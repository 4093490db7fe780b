//! REST contracts consumed by the sync layer.

use std::future::Future;
use std::sync::Arc;

use reqwest::{Client, Method, RequestBuilder};
use serde::de::DeserializeOwned;
use serde::{Deserialize, Serialize};
use serde_json::Value;
use thiserror::Error;

use crate::auth::{normalize_api_url, AuthError, CredentialProvider};
use crate::models::{
    de, ConversationSnapshot, MessagePage, NotificationId, NotificationRecord, ThreadId, UserId,
};
use crate::util::{parse_api_error, HTTP_TIMEOUT};

#[derive(Debug, Error)]
pub enum ApiError {
    #[error("HTTP request failed: {0}")]
    Http(#[from] reqwest::Error),
    #[error(transparent)]
    Auth(#[from] AuthError),
    #[error("API error: {0}")]
    Api(String),
    #[error("Unexpected response payload: {0}")]
    Payload(String),
}

pub type ApiResult<T> = Result<T, ApiError>;

/// Result of marking a thread read on the server.
#[derive(Debug, Clone, Default, PartialEq, Eq, Serialize, Deserialize)]
pub struct MarkReadResponse {
    #[serde(default)]
    pub status: String,
    /// Messages that went from unread to read
    #[serde(default, deserialize_with = "de::count")]
    pub marked_read: u32,
    #[serde(default, deserialize_with = "de::opt_id")]
    pub thread_id: Option<ThreadId>,
    #[serde(default, deserialize_with = "de::opt_id")]
    pub user_id: Option<UserId>,
    #[serde(default)]
    pub username: Option<String>,
}

/// The REST endpoints the sync engine calls.
pub trait ChatApi: Send + Sync + 'static {
    fn fetch_conversations(&self) -> impl Future<Output = ApiResult<ConversationSnapshot>> + Send;

    /// One page of a thread, oldest first within the page.
    fn fetch_messages(
        &self,
        thread_id: ThreadId,
        offset: usize,
        limit: usize,
    ) -> impl Future<Output = ApiResult<MessagePage>> + Send;

    fn mark_thread_read(
        &self,
        thread_id: ThreadId,
    ) -> impl Future<Output = ApiResult<MarkReadResponse>> + Send;

    fn fetch_notifications(&self) -> impl Future<Output = ApiResult<Vec<NotificationRecord>>> + Send;

    fn mark_all_notifications_read(&self) -> impl Future<Output = ApiResult<()>> + Send;

    fn mark_notification_read(
        &self,
        id: NotificationId,
    ) -> impl Future<Output = ApiResult<()>> + Send;
}

/// `reqwest` implementation of [`ChatApi`] with bearer auth.
pub struct RestClient<P: CredentialProvider> {
    api_url: String,
    client: Client,
    credentials: Arc<P>,
}

impl<P: CredentialProvider> RestClient<P> {
    pub fn new(api_url: impl AsRef<str>, credentials: Arc<P>) -> ApiResult<Self> {
        Ok(Self {
            api_url: normalize_api_url(api_url.as_ref())?,
            client: Client::builder().timeout(HTTP_TIMEOUT).build()?,
            credentials,
        })
    }

    fn url(&self, path: &str) -> String {
        format!("{}/{}", self.api_url, path.trim_start_matches('/'))
    }

    async fn request(&self, method: Method, path: &str) -> ApiResult<RequestBuilder> {
        let token = self.credentials.access_token().await?;
        Ok(self
            .client
            .request(method, self.url(path))
            .bearer_auth(token)
            .header(reqwest::header::ACCEPT, "application/json"))
    }

    async fn send_json<T: DeserializeOwned>(&self, request: RequestBuilder) -> ApiResult<T> {
        let response = request.send().await?;
        if !response.status().is_success() {
            let status = response.status();
            let body = response.text().await.unwrap_or_default();
            return Err(ApiError::Api(parse_api_error(status, &body)));
        }
        let body = response.text().await?;
        if body.trim().is_empty() {
            return serde_json::from_value(Value::Null)
                .map_err(|error| ApiError::Payload(error.to_string()));
        }
        serde_json::from_str(&body).map_err(|error| ApiError::Payload(error.to_string()))
    }
}

impl<P: CredentialProvider> ChatApi for RestClient<P> {
    async fn fetch_conversations(&self) -> ApiResult<ConversationSnapshot> {
        let request = self.request(Method::GET, "chats/conversations/").await?;
        let payload: Value = self.send_json(request).await?;
        Ok(ConversationSnapshot::from_value(payload))
    }

    async fn fetch_messages(
        &self,
        thread_id: ThreadId,
        offset: usize,
        limit: usize,
    ) -> ApiResult<MessagePage> {
        let request = self
            .request(Method::GET, &format!("chats/threads/{thread_id}/messages/"))
            .await?
            .query(&[("offset", offset), ("limit", limit)]);
        self.send_json(request).await
    }

    async fn mark_thread_read(&self, thread_id: ThreadId) -> ApiResult<MarkReadResponse> {
        let request = self
            .request(Method::POST, &format!("chats/threads/{thread_id}/mark-read/"))
            .await?;
        let payload: Value = self.send_json(request).await?;
        Ok(serde_json::from_value(payload).unwrap_or_else(|error| {
            tracing::warn!(thread_id, "Unexpected mark-read response: {}", error);
            MarkReadResponse::default()
        }))
    }

    async fn fetch_notifications(&self) -> ApiResult<Vec<NotificationRecord>> {
        let request = self.request(Method::GET, "notifications/").await?;
        let payload: Value = self.send_json(request).await?;
        Ok(NotificationRecord::list_from_value(payload))
    }

    async fn mark_all_notifications_read(&self) -> ApiResult<()> {
        let request = self
            .request(Method::POST, "notifications/mark-all-read/")
            .await?;
        let _: Value = self.send_json(request).await?;
        Ok(())
    }

    async fn mark_notification_read(&self, id: NotificationId) -> ApiResult<()> {
        let request = self
            .request(Method::POST, &format!("notifications/{id}/read/"))
            .await?;
        let _: Value = self.send_json(request).await?;
        Ok(())
    }
}

#[cfg(test)]
mod tests {
    use super::*;
    use crate::testing::FakeCredentials;
    use pretty_assertions::assert_eq;
    use serde_json::json;

    #[test]
    fn mark_read_response_parses_server_shape() {
        let response: MarkReadResponse = serde_json::from_value(json!({
            "status": "success",
            "marked_read": 3,
            "thread_id": 12,
            "user_id": 4,
            "username": "ana"
        }))
        .unwrap();
        assert_eq!(
            response,
            MarkReadResponse {
                status: "success".to_string(),
                marked_read: 3,
                thread_id: Some(12),
                user_id: Some(4),
                username: Some("ana".to_string()),
            }
        );
    }

    #[test]
    fn mark_read_response_tolerates_missing_fields() {
        let response: MarkReadResponse = serde_json::from_value(json!({})).unwrap();
        assert_eq!(response.marked_read, 0);
    }

    #[test]
    fn urls_join_without_duplicate_slashes() {
        let client = RestClient::new(
            "https://example.com/api/",
            Arc::new(FakeCredentials::signed_in()),
        )
        .unwrap();
        assert_eq!(
            client.url("/chats/conversations/"),
            "https://example.com/api/chats/conversations/"
        );
    }

    #[tokio::test]
    async fn signed_out_requests_fail_before_sending() {
        let client = RestClient::new(
            "http://127.0.0.1:9",
            Arc::new(FakeCredentials::signed_out()),
        )
        .unwrap();
        assert!(matches!(
            client.fetch_conversations().await,
            Err(ApiError::Auth(AuthError::NotSignedIn))
        ));
    }
}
----
Copy out every line of the records that the string "Option" appears in.

    pub thread_id: Option<ThreadId>,
    pub user_id: Option<UserId>,
    pub username: Option<String>,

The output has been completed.